Research Progress of Colloidal Chemistry and Rheological Dynamics for Printable Perovskite Photovoltaics

Abstract

The efficiency of solar cells based on organic–inorganic hybrid perovskite materials has already met the standards for commercial applications. However, there remains an efficiency gap of ≈30% between small-area devices and industrial-scale devices. Large-area devices, in particular, tend to exhibit lower optoelectronics and reduced environmental stability. The ink fluid behavior significantly influences the crystal process of large-area perovskite films during printing fabrication, which cannot be disregarded.
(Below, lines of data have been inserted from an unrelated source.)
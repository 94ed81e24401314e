//! Table columns for each command response.

use ereq_core::entities::LastUpdate;
use ereq_core::responses::{
    AuditListResponse, ProgrammeListResponse, ProgrammeViewResponse, SaveResponse,
};

use super::Tabular;

fn updated_cell(last: Option<&LastUpdate>) -> String {
    last.map_or_else(
        || String::from("-"),
        |l| format!("{} by {}", l.timestamp, l.actor),
    )
}

fn or_dash(value: &str) -> String {
    if value.is_empty() {
        String::from("-")
    } else {
        value.to_string()
    }
}

impl Tabular for ProgrammeListResponse {
    fn headers(&self) -> Vec<&'static str> {
        vec!["programme", "filled", "complete", "last updated"]
    }

    fn rows(&self) -> Vec<Vec<String>> {
        self.programmes
            .iter()
            .map(|p| {
                vec![
                    p.programme.clone(),
                    format!("{}/{}", p.filled, p.total),
                    format!("{}%", p.percent_complete),
                    updated_cell(p.last_updated.as_ref()),
                ]
            })
            .collect()
    }
}

impl Tabular for ProgrammeViewResponse {
    fn headers(&self) -> Vec<&'static str> {
        vec!["qualification", "requirements"]
    }

    fn rows(&self) -> Vec<Vec<String>> {
        self.requirements
            .iter()
            .map(|r| vec![r.qualification.clone(), r.requirement.clone()])
            .collect()
    }
}

impl Tabular for SaveResponse {
    fn headers(&self) -> Vec<&'static str> {
        vec!["field", "old", "new"]
    }

    fn rows(&self) -> Vec<Vec<String>> {
        self.changes
            .iter()
            .map(|c| vec![c.field_name.clone(), or_dash(&c.old_value), or_dash(&c.new_value)])
            .collect()
    }
}

impl Tabular for AuditListResponse {
    fn headers(&self) -> Vec<&'static str> {
        vec!["when", "who", "programme", "field", "old", "new"]
    }

    fn rows(&self) -> Vec<Vec<String>> {
        self.entries
            .iter()
            .map(|e| {
                vec![
                    e.timestamp.clone(),
                    e.actor().to_string(),
                    e.record_key.clone(),
                    e.field_name.clone(),
                    or_dash(&e.old_value),
                    or_dash(&e.new_value),
                ]
            })
            .collect()
    }
}
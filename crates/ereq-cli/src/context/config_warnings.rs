use ereq_config::EreqConfig;

/// Emit warnings for likely mistyped env var keys that silently fell back to defaults.
pub fn warn_unconfigured(config: &EreqConfig) {
    for warning in collect_unconfigured_warnings(config, std::env::vars()) {
        tracing::warn!("{warning}");
    }
}

fn collect_unconfigured_warnings<I>(config: &EreqConfig, env: I) -> Vec<String>
where
    I: IntoIterator<Item = (String, String)>,
{
    let env_keys = env.into_iter().map(|(key, _)| key).collect::<Vec<_>>();

    let mut warnings = Vec::new();

    if !config.sheets.is_configured() && has_env_prefix(&env_keys, "EREQ_SHEETS") {
        warnings.push(
            "Sheets config appears default while EREQ_SHEETS* env vars exist. Use double underscores (example: EREQ_SHEETS__SPREADSHEET_ID)."
                .to_string(),
        );
    }

    if !config.google.is_configured() && has_env_prefix(&env_keys, "EREQ_GOOGLE") {
        warnings.push(
            "Google config appears default while EREQ_GOOGLE* env vars exist. Use double underscores (example: EREQ_GOOGLE__CLIENT_ID)."
                .to_string(),
        );
    }

    warnings
}

fn has_env_prefix(keys: &[String], prefix: &str) -> bool {
    keys.iter().any(|key| key.starts_with(prefix))
}
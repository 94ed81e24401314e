use ereq_core::entities::FieldSchema;
use ereq_store::EditSession;

use crate::cli::GlobalFlags;
use crate::cli::root_commands::EditArgs;
use crate::commands::shared::fields::{parse_assignment, require_qualification};
use crate::commands::shared::save;
use crate::context::AppContext;
use crate::progress::{Phase, Progress};

/// Handle `ereq edit`: a full-form save of the current values plus the edits.
pub async fn handle(args: &EditArgs, ctx: &mut AppContext, flags: &GlobalFlags) -> anyhow::Result<()> {
    if args.set.is_empty() && args.clear.is_empty() {
        anyhow::bail!("nothing to change: pass --set FIELD=VALUE or --clear FIELD");
    }

    let mut edit = ctx.session.begin_edit(&args.programme)?;
    apply_edits(
        &mut edit,
        ctx.session.store()?.records().schema(),
        &args.set,
        &args.clear,
    )?;

    let spinner = Progress::start(Phase::Save);
    let result = ctx.session.save_edit(&mut edit).await;
    save::report(&edit, result, &spinner, flags)
}

/// Apply `--set` then `--clear` to the draft, rejecting unknown fields.
fn apply_edits(
    edit: &mut EditSession,
    schema: &FieldSchema,
    set: &[String],
    clear: &[String],
) -> anyhow::Result<()> {
    for raw in set {
        let (field, value) = parse_assignment(raw)?;
        require_qualification(schema, &field)?;
        edit.set(&field, &value)?;
    }
    for field in clear {
        let field = field.trim();
        require_qualification(schema, field)?;
        edit.set(field, "")?;
    }
    Ok(())
}
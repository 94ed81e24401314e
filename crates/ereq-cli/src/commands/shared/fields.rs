use ereq_core::entities::FieldSchema;

/// Split a `Field=Value` assignment at the first `=`.
pub fn parse_assignment(raw: &str) -> anyhow::Result<(String, String)> {
    let (field, value) = raw
        .split_once('=')
        .ok_or_else(|| anyhow::anyhow!("expected FIELD=VALUE, got '{raw}'"))?;
    let field = field.trim();
    if field.is_empty() {
        anyhow::bail!("missing field name in '{raw}'");
    }
    Ok((field.to_string(), value.trim().to_string()))
}

/// Fail early, naming the valid choices, when `field` is not a qualification.
pub fn require_qualification(schema: &FieldSchema, field: &str) -> anyhow::Result<()> {
    if schema.is_qualification(field) {
        return Ok(());
    }
    anyhow::bail!(
        "unknown qualification '{field}' (expected one of: {})",
        schema.qualification_names().join(", ")
    )
}
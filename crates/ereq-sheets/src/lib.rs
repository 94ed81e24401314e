//! # ereq-sheets
//!
//! Google Sheets values API client.
//!
//! The [`SheetsApi`] trait is the seam the record store talks through: bulk
//! range reads, single-range overwrites (`valueInputOption=RAW`) and row
//! appends (`insertDataOption=INSERT_ROWS`). [`SheetsClient`] implements it
//! over HTTPS with a bearer token.

pub mod a1;
mod error;
mod http;
pub mod layout;

pub use error::SheetsError;
pub use http::error_message;
pub use layout::SheetLayout;

use async_trait::async_trait;
use serde::{Deserialize, Serialize};
use serde_json::Value;

/// Rows of cells as plain strings.
pub type Rows = Vec<Vec<String>>;

// ── Trait ──────────────────────────────────────────────────────────

/// Remote spreadsheet operations used by the record store.
#[async_trait]
pub trait SheetsApi: Send + Sync {
    /// Read every row of `range`. A range with no values yields no rows.
    async fn read_range(&self, range: &str) -> Result<Rows, SheetsError>;

    /// Overwrite `range` with `rows`, stored verbatim.
    async fn overwrite_range(&self, range: &str, rows: Rows) -> Result<(), SheetsError>;

    /// Append `rows` after the last row of the table at `range`.
    async fn append_rows(&self, range: &str, rows: Rows) -> Result<(), SheetsError>;
}

// ── Wire types ─────────────────────────────────────────────────────

#[derive(Deserialize)]
struct ValueRangeResponse {
    #[serde(default)]
    values: Vec<Vec<Value>>,
}

#[derive(Serialize)]
#[serde(rename_all = "camelCase")]
struct ValueRangeBody<'a> {
    range: &'a str,
    major_dimension: &'static str,
    values: &'a Rows,
}

#[derive(Serialize)]
struct AppendBody<'a> {
    values: &'a Rows,
}

/// Render a cell as text. Formatted reads only return strings, but numbers
/// and booleans are accepted too.
fn cell_text(value: Value) -> String {
    match value {
        Value::String(s) => s,
        Value::Null => String::new(),
        other => other.to_string(),
    }
}

// ── Client ─────────────────────────────────────────────────────────

/// HTTPS client for one spreadsheet, authorized with a bearer token.
pub struct SheetsClient {
    http: reqwest::Client,
    api_base: String,
    spreadsheet_id: String,
    access_token: String,
}

impl SheetsClient {
    /// Create a client for `spreadsheet_id`.
    ///
    /// # Errors
    ///
    /// Returns [`SheetsError::Http`] if the underlying `reqwest::Client`
    /// fails to build.
    pub fn new(
        api_base: &str,
        spreadsheet_id: &str,
        access_token: &str,
    ) -> Result<Self, SheetsError> {
        let http = reqwest::Client::builder()
            .user_agent(concat!("ereq/", env!("CARGO_PKG_VERSION")))
            .build()?;
        Ok(Self {
            http,
            api_base: api_base.trim_end_matches('/').to_string(),
            spreadsheet_id: spreadsheet_id.trim().to_string(),
            access_token: access_token.to_string(),
        })
    }

    fn values_url(&self, range: &str, suffix: &str) -> String {
        format!(
            "{}/{}/values/{}{suffix}",
            self.api_base,
            urlencoding::encode(&self.spreadsheet_id),
            urlencoding::encode(range)
        )
    }
}

#[async_trait]
impl SheetsApi for SheetsClient {
    async fn read_range(&self, range: &str) -> Result<Rows, SheetsError> {
        tracing::debug!(range, "sheets: read");
        let resp = self
            .http
            .get(self.values_url(range, ""))
            .bearer_auth(&self.access_token)
            .send()
            .await?;
        let resp = http::check_response(resp).await?;

        let data: ValueRangeResponse = resp
            .json()
            .await
            .map_err(|e| SheetsError::Parse(e.to_string()))?;
        Ok(data
            .values
            .into_iter()
            .map(|row| row.into_iter().map(cell_text).collect())
            .collect())
    }

    async fn overwrite_range(&self, range: &str, rows: Rows) -> Result<(), SheetsError> {
        tracing::debug!(range, rows = rows.len(), "sheets: overwrite");
        let body = ValueRangeBody {
            range,
            major_dimension: "ROWS",
            values: &rows,
        };
        let resp = self
            .http
            .put(self.values_url(range, "?valueInputOption=RAW"))
            .bearer_auth(&self.access_token)
            .json(&body)
            .send()
            .await?;
        http::check_response(resp).await?;
        Ok(())
    }

    async fn append_rows(&self, range: &str, rows: Rows) -> Result<(), SheetsError> {
        tracing::debug!(range, rows = rows.len(), "sheets: append");
        let resp = self
            .http
            .post(self.values_url(
                range,
                ":append?valueInputOption=RAW&insertDataOption=INSERT_ROWS",
            ))
            .bearer_auth(&self.access_token)
            .json(&AppendBody { values: &rows })
            .send()
            .await?;
        http::check_response(resp).await?;
        Ok(())
    }
}
use crate::cli::GlobalFlags;
use crate::cli::root_commands::SetArgs;
use crate::commands::shared::fields::require_qualification;
use crate::commands::shared::save;
use crate::context::AppContext;
use crate::progress::{Phase, Progress};

/// Handle `ereq set`: a quick single-cell save.
pub async fn handle(args: &SetArgs, ctx: &mut AppContext, flags: &GlobalFlags) -> anyhow::Result<()> {
    let field = args.field.trim();
    require_qualification(ctx.session.store()?.records().schema(), field)?;

    let mut edit = ctx.session.begin_edit(&args.programme)?;
    edit.set(field, &args.value)?;

    let spinner = Progress::start(Phase::Save);
    let result = ctx.session.save_field(&mut edit, field).await;
    save::report(&edit, result, &spinner, flags)
}
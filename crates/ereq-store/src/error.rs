//! Store error types for ereq-store.

use ereq_core::CoreError;
use ereq_sheets::SheetsError;
use thiserror::Error;

/// Errors from loading, reading, and committing records.
#[derive(Debug, Error)]
pub enum StoreError {
    /// A bulk read of the sheet failed.
    #[error("could not load {what}: {source}")]
    RemoteRead {
        what: &'static str,
        #[source]
        source: SheetsError,
    },

    /// The record overwrite was rejected; nothing was changed.
    #[error("Save failed: {0}")]
    Save(#[source] SheetsError),

    /// The record was saved but the changelog append failed.
    #[error("saved, but the changelog was not updated: {0}")]
    AuditWrite(#[source] SheetsError),

    /// Signed in, but not on the access list.
    #[error("{email} does not have access to this sheet")]
    AccessDenied { email: String },

    /// The sheet contents do not form a usable table.
    #[error("Schema error: {0}")]
    Schema(String),

    #[error("{entity} not found: {id}")]
    NotFound { entity: String, id: String },

    /// Input failed validation against the schema.
    #[error("Validation error: {0}")]
    Validation(String),

    #[error("cannot move {entity} from {from} to {to}")]
    InvalidTransition {
        entity: String,
        from: String,
        to: String,
    },

    /// The session was reset (signed out) or never opened.
    #[error("not signed in")]
    NotAuthenticated,
}

impl From<CoreError> for StoreError {
    fn from(error: CoreError) -> Self {
        match error {
            CoreError::InvalidTransition {
                entity, from, to, ..
            } => Self::InvalidTransition { entity, from, to },
            CoreError::Schema(msg) => Self::Schema(msg),
            CoreError::Validation(msg) => Self::Validation(msg),
        }
    }
}

#[cfg(test)]
mod tests {
    use super::*;
    use pretty_assertions::assert_eq;

    #[test]
    fn save_error_carries_remote_message() {
        let err = StoreError::Save(SheetsError::Api {
            status: 403,
            message: "The caller does not have permission".into(),
        });
        assert_eq!(err.to_string(), "Save failed: The caller does not have permission");
    }

    #[test]
    fn core_errors_keep_their_kind() {
        let err: StoreError = CoreError::Schema("header row is empty".into()).into();
        assert!(matches!(err, StoreError::Schema(_)));

        let err: StoreError = CoreError::InvalidTransition {
            entity: "edit".into(),
            key: "CS".into(),
            from: "idle".into(),
            to: "saving".into(),
        }
        .into();
        assert_eq!(err.to_string(), "cannot move edit from idle to saving");
    }
}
As the manufacturing area and total solvent volatilization increase, the impact of inhomogeneous migration by perovskite colloidal particles gradually intensifies. This work focuses on elucidating the impact of the rheological properties of perovskite colloidal particles on the crystalline quality and device optoelectronic performance of perovskite films during deposition. It explores the fluid behavior of colloidal particles in the ink and throughout the printing process, the effects of additives on the motion of perovskite colloidal particles, and how the ink's rheological properties change when modifying agents interact with perovskite particles. Additionally, the functional aspects of controlling perovskite film formation and optimizing photovoltaic performance in perovskite solar cells (PSCs) are thoroughly discussed. Ultimately, the preparation process improvement of perovskite precursor solution and the current technical barriers to commercialization are summarized and prospected.